◆ REQUIREMENT ◆
Restate each entry below word for word, without skipping any.

Saved data entries
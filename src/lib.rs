//! Channel-backed stream pipelines with fan-out, plus a fluent in-memory
//! sequence wrapper.
//!
//! A [`Stream`] pipes a finite ordered sequence through a chain of worker
//! stages connected by rendezvous channels: each send blocks until the next
//! stage is ready, so backpressure propagates all the way back to the
//! source. Dropping a downstream receiver cancels the upstream chain, and
//! the terminal operations join every stage thread before returning.
//!
//! # Features
//!
//! - Chainable stages: `filter`, `map`, `flat_map`, `limit`
//! - Fan-out across K racing workers with `parallel` (unordered by design)
//! - Terminal `reduce` (left-fold) and `collect`
//! - Per-stage counters and closure latency percentiles via [`PipelineStats`]
//! - Panics in caller closures surface as [`PipelineError::StagePanicked`]
//! - [`Sequence`]: the same operations over a plain vector, single-threaded,
//!   with `Option`-returning accessors
//!
//! # Example
//!
//! ```
//! use flowline::Stream;
//!
//! let evens = Stream::from_vec((1..=10).collect::<Vec<i32>>())
//!     .filter(|n| n % 2 == 0)
//!     .map(|n| n * 10)
//!     .collect()
//!     .unwrap();
//! assert_eq!(evens, vec![20, 40, 60, 80, 100]);
//! ```

pub mod error;
pub mod seq;
pub mod stats;
pub mod stream;

// Re-exports for convenience
pub use error::{PipelineError, Result};
pub use seq::Sequence;
pub use stats::{PipelineStats, StageSnapshot, StageStats};
pub use stream::Stream;

/// Library version
pub const VERSION: &str = env!("CARGO_PKG_VERSION");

◆ RESPONSE TO THE EXERCISE ◆
filename src/lib.rs
//! Channel-backed stream pipelines with fan-out, plus a fluent in-memory
//! sequence wrapper.
//!
//! A [`Stream`] pipes a finite ordered sequence through a chain of worker
//! stages connected by rendezvous channels: each send blocks until the next
//! stage is ready, so backpressure propagates all the way back to the
//! source. Dropping a downstream receiver cancels the upstream chain, and
//! the terminal operations join every stage thread before returning.
//!
//! # Features
//!
//! - Chainable stages: `filter`, `map`, `flat_map`, `limit`
//! - Fan-out across K racing workers with `parallel` (unordered by design)
//! - Terminal `reduce` (left-fold) and `collect`
//! - Per-stage counters and closure latency percentiles via [`PipelineStats`]
//! - Panics in caller closures surface as [`PipelineError::StagePanicked`]
//! - [`Sequence`]: the same operations over a plain vector, single-threaded,
//!   with `Option`-returning accessors
//!
//! # Example
//!
//! ```
//! use flowline::Stream;
//!
//! let evens = Stream::from_vec((1..=10).collect::<Vec<i32>>())
//!     .filter(|n| n % 2 == 0)
//!     .map(|n| n * 10)
//!     .collect()
//!     .unwrap();
//! assert_eq!(evens, vec![20, 40, 60, 80, 100]);
//! ```

pub mod error;
pub mod seq;
pub mod stats;
pub mod stream;

// Re-exports for convenience
pub use error::{PipelineError, Result};
pub use seq::Sequence;
pub use stats::{PipelineStats, StageSnapshot, StageStats};
pub use stream::Stream;

/// Library version
pub const VERSION: &str = env!("CARGO_PKG_VERSION");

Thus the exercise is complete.